* _Required work_: Show each line of the data below in which "Unknown" occurs.

Stored items:

Content starts

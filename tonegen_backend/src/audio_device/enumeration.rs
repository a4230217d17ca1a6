use cpal::traits::{DeviceTrait, HostTrait};
use std::fmt;
use std::io::{self, Write};

#[derive(Debug, Clone, PartialEq, Eq)]
pub struct HostInfo {
    pub id: cpal::HostId,
    pub name: String,
    pub is_available: bool,
    pub is_default: bool,
}

impl fmt::Display for HostInfo {
    fn fmt(&self, f: &mut fmt::Formatter<'_>) -> fmt::Result {
        if self.is_default {
            write!(f, "{}*", self.name)
        } else {
            f.write_str(&self.name)
        }
    }
}

/// One supported configuration range as reported by the device.
#[derive(Debug, Clone, Copy, PartialEq, Eq)]
pub struct ConfigRange {
    pub channels: u16,
    pub min_sample_rate: u32,
    pub max_sample_rate: u32,
    pub sample_format: cpal::SampleFormat,
}

impl ConfigRange {
    pub fn contains_rate(&self, rate: u32) -> bool {
        rate >= self.min_sample_rate && rate <= self.max_sample_rate
    }
}

#[derive(Clone, Debug)]
pub struct DeviceInfo {
    pub name: String,
    pub host_id: cpal::HostId,
    pub is_default: bool,

    pub supported_sample_rates: Vec<u32>,
    pub min_sample_rate: u32,
    pub max_sample_rate: u32,
    pub default_sample_rate: u32,

    pub supported_channels: Vec<u16>,
    pub max_channels: u16,
    pub default_channels: u16,

    pub supported_sample_formats: Vec<cpal::SampleFormat>,
    pub default_sample_format: cpal::SampleFormat,

    /// Buffer range of the default config, when the host reports one.
    pub min_buffer_frames: Option<u32>,
    pub max_buffer_frames: Option<u32>,

    pub config_ranges: Vec<ConfigRange>,

    pub(crate) device_index: usize,
}

impl fmt::Display for DeviceInfo {
    fn fmt(&self, f: &mut fmt::Formatter<'_>) -> fmt::Result {
        write!(
            f,
            "[{}] {}{} ({}: {}ch, {} Hz, {:?})",
            self.device_index,
            self.name,
            if self.is_default { " *" } else { "" },
            self.host_id.name(),
            self.default_channels,
            self.default_sample_rate,
            self.default_sample_format
        )
    }
}

pub type EnumResult<T> = Result<T, EnumError>;

#[derive(Debug)]
pub enum EnumError {
    NoDevicesFound,
    DeviceNotFound(String),
    QueryFailed(String),
    InvalidDeviceIndex(usize),
}

impl fmt::Display for EnumError {
    fn fmt(&self, f: &mut fmt::Formatter<'_>) -> fmt::Result {
        match self {
            Self::NoDevicesFound => write!(f, "no audio output devices found"),
            Self::DeviceNotFound(name) => write!(f, "no output device matching '{}'", name),
            Self::QueryFailed(msg) => write!(f, "device query failed: {}", msg),
            Self::InvalidDeviceIndex(idx) => write!(f, "device #{} is not known to this enumerator", idx),
        }
    }
}

impl std::error::Error for EnumError {}

/// Output devices across every available host, scanned once on creation.
pub struct DeviceEnumerator {
    hosts: Vec<HostInfo>,
    devices: Vec<(cpal::Device, DeviceInfo)>,
}

impl DeviceEnumerator {
    pub fn new() -> EnumResult<Self> {
        let hosts = Self::enumerate_hosts();
        let devices = Self::scan_output_devices(&hosts)?;

        Ok(Self { hosts, devices })
    }

    pub fn enumerate_hosts() -> Vec<HostInfo> {
        let default_host_id = cpal::default_host().id();
        let available = cpal::available_hosts();

        cpal::ALL_HOSTS
            .iter()
            .map(|&host_id| HostInfo {
                id: host_id,
                name: host_id.name().to_string(),
                is_available: available.contains(&host_id),
                is_default: host_id == default_host_id,
            })
            .collect()
    }

    fn scan_output_devices(hosts: &[HostInfo]) -> EnumResult<Vec<(cpal::Device, DeviceInfo)>> {
        let mut all_devices = Vec::new();
        let mut device_index = 0;

        // default host first so its devices win name lookups
        let mut ordered: Vec<&HostInfo> = hosts.iter().filter(|h| h.is_available).collect();
        ordered.sort_by_key(|h| !h.is_default);

        for host_info in ordered {
            let host = match cpal::host_from_id(host_info.id) {
                Ok(h) => h,
                Err(_) => continue,
            };

            let default_name = host.default_output_device().and_then(|d| d.name().ok());

            let devices = match host.output_devices() {
                Ok(devices) => devices,
                Err(e) => {
                    log::warn!("{}: failed to list output devices: {}", host_info.name, e);
                    continue;
                }
            };

            for device in devices {
                let device_name = device.name().unwrap_or_else(|_| "Unknown Device".to_string());
                let is_default = host_info.is_default
                    && default_name.as_deref() == Some(device_name.as_str());

                match Self::query_device_info(&device, host_info.id, is_default, device_index) {
                    Ok(info) => {
                        all_devices.push((device, info));
                        device_index += 1;
                    }
                    Err(e) => log::debug!("skipping {}: {}", device_name, e),
                }
            }
        }

        if all_devices.is_empty() {
            return Err(EnumError::NoDevicesFound);
        }

        Ok(all_devices)
    }

    fn query_device_info(
        device: &cpal::Device,
        host_id: cpal::HostId,
        is_default: bool,
        device_index: usize,
    ) -> EnumResult<DeviceInfo> {
        let query = |what: &str, e: &dyn fmt::Display| EnumError::QueryFailed(format!("{}: {}", what, e));

        let name = device.name().map_err(|e| query("name", &e))?;
        let default_config = device.default_output_config().map_err(|e| query("default output config", &e))?;
        let (min_buffer_frames, max_buffer_frames) = match default_config.buffer_size() {
            cpal::SupportedBufferSize::Range { min, max } => (Some(*min), Some(*max)),
            cpal::SupportedBufferSize::Unknown => (None, None),
        };

        let configs = device.supported_output_configs().map_err(|e| query("supported output configs", &e))?;
        let config_ranges: Vec<ConfigRange> = configs
            .map(|range| ConfigRange {
                channels: range.channels(),
                min_sample_rate: range.min_sample_rate().0,
                max_sample_rate: range.max_sample_rate().0,
                sample_format: range.sample_format(),
            })
            .collect();

        Ok(Self::summarize(
            name,
            host_id,
            is_default,
            (default_config.sample_rate().0, default_config.channels(), default_config.sample_format()),
            (min_buffer_frames, max_buffer_frames),
            config_ranges,
            device_index,
        ))
    }

    /// Fold the config ranges into the aggregate fields of a `DeviceInfo`.
    pub(crate) fn summarize(
        name: String,
        host_id: cpal::HostId,
        is_default: bool,
        (default_sample_rate, default_channels, default_sample_format): (u32, u16, cpal::SampleFormat),
        (min_buffer_frames, max_buffer_frames): (Option<u32>, Option<u32>),
        config_ranges: Vec<ConfigRange>,
        device_index: usize,
    ) -> DeviceInfo {
        let mut sample_rates = Vec::new();
        let mut min_sample_rate = u32::MAX;
        let mut max_sample_rate = 0u32;
        let mut supported_channels = Vec::new();
        let mut max_channels = 0u16;
        let mut sample_formats = Vec::new();

        for range in &config_ranges {
            min_sample_rate = min_sample_rate.min(range.min_sample_rate);
            max_sample_rate = max_sample_rate.max(range.max_sample_rate);

            // Add common sample rates within this range
            for &rate in &[8000, 11025, 16000, 22050, 32000, 44100, 48000, 88200, 96000, 176400, 192000] {
                if range.contains_rate(rate) {
                    sample_rates.push(rate);
                }
            }

            if !supported_channels.contains(&range.channels) {
                supported_channels.push(range.channels);
            }
            max_channels = max_channels.max(range.channels);

            if !sample_formats.contains(&range.sample_format) {
                sample_formats.push(range.sample_format);
            }
        }

        if config_ranges.is_empty() {
            min_sample_rate = default_sample_rate;
            max_sample_rate = default_sample_rate;
        }

        sample_rates.sort_unstable();
        sample_rates.dedup();
        supported_channels.sort_unstable();

        DeviceInfo {
            name,
            host_id,
            is_default,
            supported_sample_rates: sample_rates,
            min_sample_rate,
            max_sample_rate,
            default_sample_rate,
            supported_channels,
            max_channels: max_channels.max(default_channels),
            default_channels,
            supported_sample_formats: sample_formats,
            default_sample_format,
            min_buffer_frames,
            max_buffer_frames,
            config_ranges,
            device_index,
        }
    }

    pub fn available_hosts(&self) -> Vec<&HostInfo> {
        self.hosts.iter().filter(|h| h.is_available).collect()
    }

    pub fn output_devices(&self) -> Vec<&DeviceInfo> {
        self.devices.iter().map(|(_, info)| info).collect()
    }

    /// The default host's default output, or the first device found.
    pub fn default_output_device(&self) -> EnumResult<&DeviceInfo> {
        self.devices
            .iter()
            .map(|(_, info)| info)
            .find(|info| info.is_default)
            .or_else(|| self.devices.first().map(|(_, info)| info))
            .ok_or(EnumError::NoDevicesFound)
    }

    /// Case-insensitive lookup: an exact name beats a prefix, which beats a
    /// substring. Earlier devices win ties.
    pub fn find_device_by_name(&self, name: &str) -> EnumResult<&DeviceInfo> {
        let wanted = name.to_lowercase();
        let rank = |info: &DeviceInfo| {
            let candidate = info.name.to_lowercase();
            if candidate == wanted {
                Some(0)
            } else if candidate.starts_with(&wanted) {
                Some(1)
            } else if candidate.contains(&wanted) {
                Some(2)
            } else {
                None
            }
        };

        self.output_devices()
            .into_iter()
            .filter_map(|info| rank(info).map(|r| (r, info)))
            .min_by_key(|(r, _)| *r)
            .map(|(_, info)| info)
            .ok_or_else(|| EnumError::DeviceNotFound(name.to_string()))
    }

    /// `name` if given, otherwise the default output.
    pub fn resolve(&self, name: Option<&str>) -> EnumResult<&DeviceInfo> {
        match name {
            Some(name) => self.find_device_by_name(name),
            None => self.default_output_device(),
        }
    }

    /// The cpal handle behind a `DeviceInfo` from this enumerator.
    pub fn select_device(&self, device_info: &DeviceInfo) -> EnumResult<&cpal::Device> {
        match self.devices.get(device_info.device_index) {
            Some((device, info)) if info.name == device_info.name => Ok(device),
            _ => Err(EnumError::InvalidDeviceIndex(device_info.device_index)),
        }
    }

    /// Human-readable listing for `--list-devices`.
    pub fn write_device_list<W: Write>(&self, out: &mut W) -> io::Result<()> {
        let hosts: Vec<String> = self.available_hosts().iter().map(|h| h.to_string()).collect();
        writeln!(out, "hosts: {}", hosts.join(", "))?;

        for info in self.output_devices() {
            writeln!(out, "{}", info)?;
            writeln!(
                out,
                "    rates {}-{} Hz, up to {} channels, formats {:?}",
                info.min_sample_rate, info.max_sample_rate, info.max_channels, info.supported_sample_formats
            )?;
            let mono_i16 = info
                .config_ranges
                .iter()
                .any(|r| r.channels == 1 && r.sample_format == cpal::SampleFormat::I16);
            let buffer = match (info.min_buffer_frames, info.max_buffer_frames) {
                (Some(min), Some(max)) => format!("{}-{} frames", min, max),
                _ => "host default".to_string(),
            };
            writeln!(out, "    buffer {}, native mono i16: {}", buffer, if mono_i16 { "yes" } else { "no" })?;
        }
        Ok(())
    }
}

Content ends

* _Answer to the problem_:
                let device_name = device.name().unwrap_or_else(|_| "Unknown Device".to_string());
            cpal::SupportedBufferSize::Unknown => (None, None),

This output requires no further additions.